忘れえぬ人々(3) 人生の転機となる「7MHzトランシーバー」

トランシーバーを作るきっかけは、移動運用にあこがれて可搬型の無線機が欲しいと思ったからに他なりません。送信機と受信機を一つの筐体に収めるという単純な発想でスタートしましたから、新しい回路も工夫もあったものじゃありません。偶然、スチール製ケースに出会いそして閃き、その筐体を利用して器用にまとめたに過ぎません。


ある時、ご近所さんから米国製と思われるラジオが持ち込まれました。「不要になったので役に立つなら貰って欲しい。」ありがたいお申し出に喜び、さっそく拝見するとスチール製の入れ物(筐体)にラジオが収納されていました。専らケースに注目してラジオを取り除き代わりに無線機を組み込む。このケースに肩掛けベルトを付けて可搬型とする。送信部は簡素な回路にする。VFOは内蔵しない等々、即座に構想がまとまりました。発振逓倍6BD6-電力増幅6BQ5 終段入力12W、低周波増幅6AV6×2―変調6BQ5プレートスクリーン同時変調のQRP送信機としました。

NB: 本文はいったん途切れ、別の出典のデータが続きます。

use std::path::PathBuf;
use std::sync::Arc;

use cvm_backend::{Installer, LatestVersionSource};
use cvm_core::{
    ActivationManager, GithubLatestSource, HistoryStore, HttpInstaller, ProfileTarget, Resolver,
    ShimWriter, ToolConfig, VersionStore,
};
use cvm_exec::ExecutionEngine;
use cvm_platform::CvmPaths;
use cvm_shell::{detect_shell, profile_path};
use log::debug;

use crate::error::CliError;
use crate::settings::Settings;

/// Everything a command needs, wired once from the paths and settings.
pub struct App {
    pub paths: CvmPaths,
    pub settings: Settings,
    pub config: ToolConfig,
    pub activation: ActivationManager,
    pub engine: ExecutionEngine,
    pub history: HistoryStore,
    pub latest: Arc<dyn LatestVersionSource>,
}

impl App {
    pub fn new(paths: CvmPaths, settings: Settings) -> Result<Self, CliError> {
        let installer = http_installer(&settings, None)?;
        let latest = GithubLatestSource::new(&settings.latest_release_repo, settings.http_timeout())?;
        let profile = detect_profile();
        Ok(Self::with_collaborators(
            paths,
            settings,
            Arc::new(installer),
            Arc::new(latest),
            profile,
        ))
    }

    pub fn with_collaborators(
        paths: CvmPaths,
        settings: Settings,
        installer: Arc<dyn Installer>,
        latest: Arc<dyn LatestVersionSource>,
        profile: Option<ProfileTarget>,
    ) -> Self {
        let config = ToolConfig::new(paths.clone(), settings.binary_name.clone())
            .with_marker_file(settings.marker_file.clone());
        let store = VersionStore::new(config.clone());
        let resolver = Resolver::new(store.clone(), installer, Arc::clone(&latest));
        let shims = ShimWriter::new(config.clone(), manager_exe());

        Self {
            history: HistoryStore::new(&paths),
            engine: ExecutionEngine::new(store),
            activation: ActivationManager::new(resolver, shims, profile),
            paths,
            settings,
            config,
            latest,
        }
    }

    pub fn store(&self) -> &VersionStore {
        self.activation.resolver().store()
    }
}

pub fn http_installer(
    settings: &Settings,
    sha256: Option<String>,
) -> Result<HttpInstaller, CliError> {
    Ok(HttpInstaller::new(
        &settings.download_url_template,
        &settings.binary_name,
        settings.http_timeout(),
    )?
    .with_repo(&settings.latest_release_repo)
    .with_retry_delays(settings.retry_delays_secs.clone())
    .with_sha256(sha256))
}

fn detect_profile() -> Option<ProfileTarget> {
    let shell = detect_shell();
    let path = profile_path(shell)?;
    debug!("Using {} profile {}", shell, path.display());
    Some(ProfileTarget { shell, path })
}

fn manager_exe() -> Option<PathBuf> {
    std::env::current_exe()
        .ok()
        .map(|exe| exe.canonicalize().unwrap_or(exe))
}
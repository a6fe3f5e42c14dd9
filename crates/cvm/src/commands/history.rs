use std::time::Duration;

use chrono::Utc;
use console::style;
use cvm_backend::{CvmError, VersionId};
use cvm_core::{HistoryEntry, NewEntry};
use cvm_exec::replay;
use log::debug;

use crate::app::App;
use crate::cli::{HistoryArgs, HistoryCommand, RecordArgs};
use crate::error::CliError;

pub async fn run(app: &App, args: HistoryArgs) -> Result<i32, CliError> {
    match args.action {
        Some(HistoryCommand::Replay { id }) => return replay_entry(app, &id).await,
        Some(HistoryCommand::Record(record_args)) => return record(app, record_args),
        None => {}
    }

    if let Some(entry) = args.entry {
        if !entry.starts_with('!') {
            return Err(CvmError::InvalidHistoryId { input: entry }.into());
        }
        return replay_entry(app, &entry).await;
    }

    if args.clear {
        let removed = app.history.clear()?;
        println!("Cleared {removed} history entries");
        return Ok(0);
    }

    if args.stats {
        print_stats(app)?;
        return Ok(0);
    }

    let entries = app.history.recent(args.limit)?;
    if entries.is_empty() {
        println!("No history recorded yet");
    }
    for entry in &entries {
        println!("{}", format_entry(entry));
    }
    Ok(0)
}

fn format_entry(entry: &HistoryEntry) -> String {
    let exit = if entry.succeeded() {
        style(format!("exit {}", entry.exit_code)).green()
    } else {
        style(format!("exit {}", entry.exit_code)).red()
    };
    format!(
        "{:>4}  {}  {:<10} {exit:<8} {:>7}ms  {}",
        entry.id,
        entry.timestamp.format("%Y-%m-%d %H:%M:%SZ"),
        entry.version.to_string(),
        entry.duration,
        entry.command
    )
}

fn print_stats(app: &App) -> Result<(), CliError> {
    let stats = app.history.stats()?;
    println!("Total invocations: {}", stats.total);
    println!(
        "Successful:        {} ({:.1}%)",
        stats.successes, stats.success_rate
    );
    println!(
        "Average duration:  {}ms",
        stats.average_duration.as_millis()
    );
    if !stats.per_version.is_empty() {
        println!("Per version:");
        for (version, count) in &stats.per_version {
            println!("  {version:<12} {count}");
        }
    }
    Ok(())
}

async fn replay_entry(app: &App, id: &str) -> Result<i32, CliError> {
    let outcome = replay(&app.history, &app.activation, &app.engine, id).await?;
    debug!(
        "Replay of #{} exited with {}",
        outcome.entry.id, outcome.exit_code
    );
    Ok(outcome.exit_code)
}

/// Store one invocation reported by the shim. Commands of the manager
/// itself are dropped silently.
fn record(app: &App, args: RecordArgs) -> Result<i32, CliError> {
    let version = VersionId::parse_token(&args.version).map_err(CvmError::from)?;
    let duration = Duration::from_millis(args.duration_ms);
    let command = std::iter::once(app.config.binary_name.as_str())
        .chain(args.command.iter().map(String::as_str))
        .collect::<Vec<_>>()
        .join(" ");

    let timestamp = Utc::now()
        - chrono::Duration::from_std(duration).unwrap_or_else(|_| chrono::Duration::zero());
    let stored = app.history.append(NewEntry {
        version,
        timestamp,
        command,
        duration,
        exit_code: args.exit_code,
        stdout: args.stdout,
        stderr: args.stderr,
    })?;

    if let Some(entry) = stored {
        debug!("Recorded history entry #{}", entry.id);
    }
    Ok(0)
}
use std::process::Stdio;

#[cfg(windows)]
use std::os::windows::process::CommandExt as _;
#[cfg(unix)]
use std::os::unix::process::CommandExt as _;

#[cfg(windows)]
const CREATE_NO_WINDOW: u32 = 0x0800_0000;
#[cfg(windows)]
const DETACHED_PROCESS: u32 = 0x0000_0008;

/// Keeps captured children from flashing a console window on Windows.
pub trait HideWindow {
    fn hide_window(&mut self) -> &mut Self;
}

impl HideWindow for tokio::process::Command {
    #[cfg(windows)]
    fn hide_window(&mut self) -> &mut Self {
        self.creation_flags(CREATE_NO_WINDOW)
    }

    #[cfg(not(windows))]
    fn hide_window(&mut self) -> &mut Self {
        self
    }
}

impl HideWindow for std::process::Command {
    #[cfg(windows)]
    fn hide_window(&mut self) -> &mut Self {
        self.creation_flags(CREATE_NO_WINDOW)
    }

    #[cfg(not(windows))]
    fn hide_window(&mut self) -> &mut Self {
        self
    }
}

/// Configures a command to outlive its parent: no inherited stdio and its
/// own process group, so the caller can exit without waiting on it.
pub trait Detach {
    fn detached(&mut self) -> &mut Self;
}

impl Detach for std::process::Command {
    fn detached(&mut self) -> &mut Self {
        self.stdin(Stdio::null())
            .stdout(Stdio::null())
            .stderr(Stdio::null());

        #[cfg(unix)]
        {
            self.process_group(0);
        }

        #[cfg(windows)]
        {
            self.creation_flags(CREATE_NO_WINDOW | DETACHED_PROCESS);
        }

        self
    }
}
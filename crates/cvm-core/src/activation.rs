use std::fmt;
use std::path::{Path, PathBuf};

use cvm_backend::{CvmError, VersionId};
use cvm_shell::{
    ConfigError, ManagedSection, PathOrderError, ShellConfig, ShellType, VerificationResult,
    verify_current_path, verify_profile,
};
use log::{info, warn};

use crate::fs::{read_trimmed, write_atomic};
use crate::resolver::{ResolutionSource, Resolver};
use crate::shim::{ShimKind, ShimWriter};

#[derive(Debug, Clone, PartialEq, Eq)]
pub enum ActivationState {
    Inactive,
    Active(VersionId),
}

/// Shell profile that receives the managed PATH block.
#[derive(Debug, Clone, PartialEq, Eq)]
pub struct ProfileTarget {
    pub shell: ShellType,
    pub path: PathBuf,
}

#[derive(Debug, Clone, PartialEq, Eq)]
pub enum ProfileUpdate {
    Unchanged,
    Updated(PathBuf),
    /// No profile could be determined for the current shell.
    Skipped,
}

/// Problems that leave activation in effect but need the user's attention,
/// usually re-sourcing the profile.
#[derive(Debug, Clone, PartialEq, Eq)]
pub enum ActivationWarning {
    Profile { path: PathBuf, details: String },
    NoProfile,
    PathOrder(PathOrderError),
}

impl fmt::Display for ActivationWarning {
    fn fmt(&self, f: &mut fmt::Formatter<'_>) -> fmt::Result {
        match self {
            Self::Profile { path, details } => {
                write!(f, "Could not update {}: {details}", path.display())
            }
            Self::NoProfile => write!(
                f,
                "Could not determine a shell profile; add the shim directory to PATH manually"
            ),
            Self::PathOrder(error) => write!(f, "{error}"),
        }
    }
}

#[derive(Debug, Clone, PartialEq, Eq)]
pub struct ActivationReport {
    pub version: VersionId,
    pub source: ResolutionSource,
    pub installed: bool,
    pub shim: ShimKind,
    pub profile: ProfileUpdate,
    pub warnings: Vec<ActivationWarning>,
}

/// Owns the active-version pointer and everything that makes a bare
/// invocation of the managed binary reach it.
#[derive(Clone)]
pub struct ActivationManager {
    resolver: Resolver,
    shims: ShimWriter,
    profile: Option<ProfileTarget>,
}

impl ActivationManager {
    pub fn new(resolver: Resolver, shims: ShimWriter, profile: Option<ProfileTarget>) -> Self {
        Self {
            resolver,
            shims,
            profile,
        }
    }

    pub fn resolver(&self) -> &Resolver {
        &self.resolver
    }

    pub fn shims(&self) -> &ShimWriter {
        &self.shims
    }

    pub fn profile(&self) -> Option<&ProfileTarget> {
        self.profile.as_ref()
    }

    fn active_file(&self) -> PathBuf {
        self.resolver.store().config().paths.active_file()
    }

    fn shim_dir(&self) -> &Path {
        &self.resolver.store().config().paths.shim_dir
    }

    pub fn state(&self) -> Result<ActivationState, CvmError> {
        match read_trimmed(&self.active_file())? {
            Some(content) if !content.is_empty() => {
                Ok(ActivationState::Active(VersionId::parse_token(&content)?))
            }
            _ => Ok(ActivationState::Inactive),
        }
    }

    pub fn active_version(&self) -> Result<VersionId, CvmError> {
        match self.state()? {
            ActivationState::Active(version) => Ok(version),
            ActivationState::Inactive => Err(CvmError::NoActiveVersion),
        }
    }

    /// Point the active file at `version` without touching the shim or the
    /// profile.
    pub fn set_active(&self, version: &VersionId) -> Result<(), CvmError> {
        write_atomic(&self.active_file(), version.to_string().as_bytes())?;
        Ok(())
    }

    pub fn clear_active(&self) -> Result<(), CvmError> {
        match std::fs::remove_file(self.active_file()) {
            Ok(()) => Ok(()),
            Err(e) if e.kind() == std::io::ErrorKind::NotFound => Ok(()),
            Err(e) => Err(e.into()),
        }
    }

    /// Resolve, install if needed, then write the active file and shim.
    /// Profile and PATH problems become warnings on the report.
    pub async fn activate(
        &self,
        token: Option<&str>,
        cwd: &Path,
    ) -> Result<ActivationReport, CvmError> {
        let resolution = self.resolver.resolve(token, cwd).await?;
        let installed =
            resolution.installed || self.resolver.ensure_installed(&resolution.version).await?;

        self.set_active(&resolution.version)?;
        let shim = self.shims.write()?;

        let mut warnings = Vec::new();
        let profile = match self.update_path() {
            Ok(ProfileUpdate::Skipped) => {
                warnings.push(ActivationWarning::NoProfile);
                ProfileUpdate::Skipped
            }
            Ok(update) => update,
            Err(error) => {
                let path = self
                    .profile
                    .as_ref()
                    .map(|target| target.path.clone())
                    .unwrap_or_default();
                warn!("Profile update failed: {error}");
                warnings.push(ActivationWarning::Profile {
                    path,
                    details: error.to_string(),
                });
                ProfileUpdate::Unchanged
            }
        };

        if let Err(error) = self.verify_path() {
            warn!("PATH verification failed: {error}");
            warnings.push(ActivationWarning::PathOrder(error));
        }

        info!("Activated {} from {}", resolution.version, resolution.source);
        Ok(ActivationReport {
            version: resolution.version,
            source: resolution.source,
            installed,
            shim,
            profile,
            warnings,
        })
    }

    /// Make sure the profile carries the current PATH block. Rewrites
    /// nothing when the exact block is already present.
    pub fn update_path(&self) -> Result<ProfileUpdate, ConfigError> {
        let Some(target) = &self.profile else {
            return Ok(ProfileUpdate::Skipped);
        };

        let section = ManagedSection::path(target.shell, self.shim_dir());
        let mut config = ShellConfig::load(target.shell, target.path.clone())?;
        let edit = config.upsert_section(&section)?;
        if !edit.has_changes() {
            return Ok(ProfileUpdate::Unchanged);
        }

        config.apply_edit(&edit)?;
        info!("Updated PATH block in {}", target.path.display());
        Ok(ProfileUpdate::Updated(target.path.clone()))
    }

    pub fn verify_profile(&self) -> Option<VerificationResult> {
        let target = self.profile.as_ref()?;
        let section = ManagedSection::path(target.shell, self.shim_dir());
        Some(verify_profile(target.shell, &target.path, &section))
    }

    /// Check the current process's PATH puts the shim directory ahead of
    /// every system install location.
    pub fn verify_path(&self) -> Result<(), PathOrderError> {
        let config = self.resolver.store().config();
        verify_current_path(&config.binary_name, self.shim_dir())
    }
}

奇跡的に残った7MHzトランシーバーの写真、昭和35年(1960) 6月頃

昭和35年(1960)頃の作品ですから決して自慢になりませんが、それでも当時は意気揚々とトランシーバーを持って北海道へ移動運用を敢行しました。もちろんAC100Vを電源にしましたから屋内の運用に限られました。蓋をすれば完全な鉄の箱、可搬型と言っても電源トランスを内蔵していますから結構な重さになります。当時は東京・中野区の自宅から徒歩で都電の停留所へ、新宿・角筈で下車、徒歩により国電新宿駅へ、山手線に乗り換えて上野駅へ。さらに東北本線に乗り青森駅へ、さらに青函連絡船に乗船、北海道へ。昔は長い道のりでした。 トランシーバーに使った真空管は送信部5本、受信部5本、整流菅1本の計11本(球)でした。いずれも秋葉原の電気街に通い少しずつ集めたパーツにより組み立てました。VFOは外付けとし内蔵せず2~3個の水晶振動子を用意して差し換えて使います。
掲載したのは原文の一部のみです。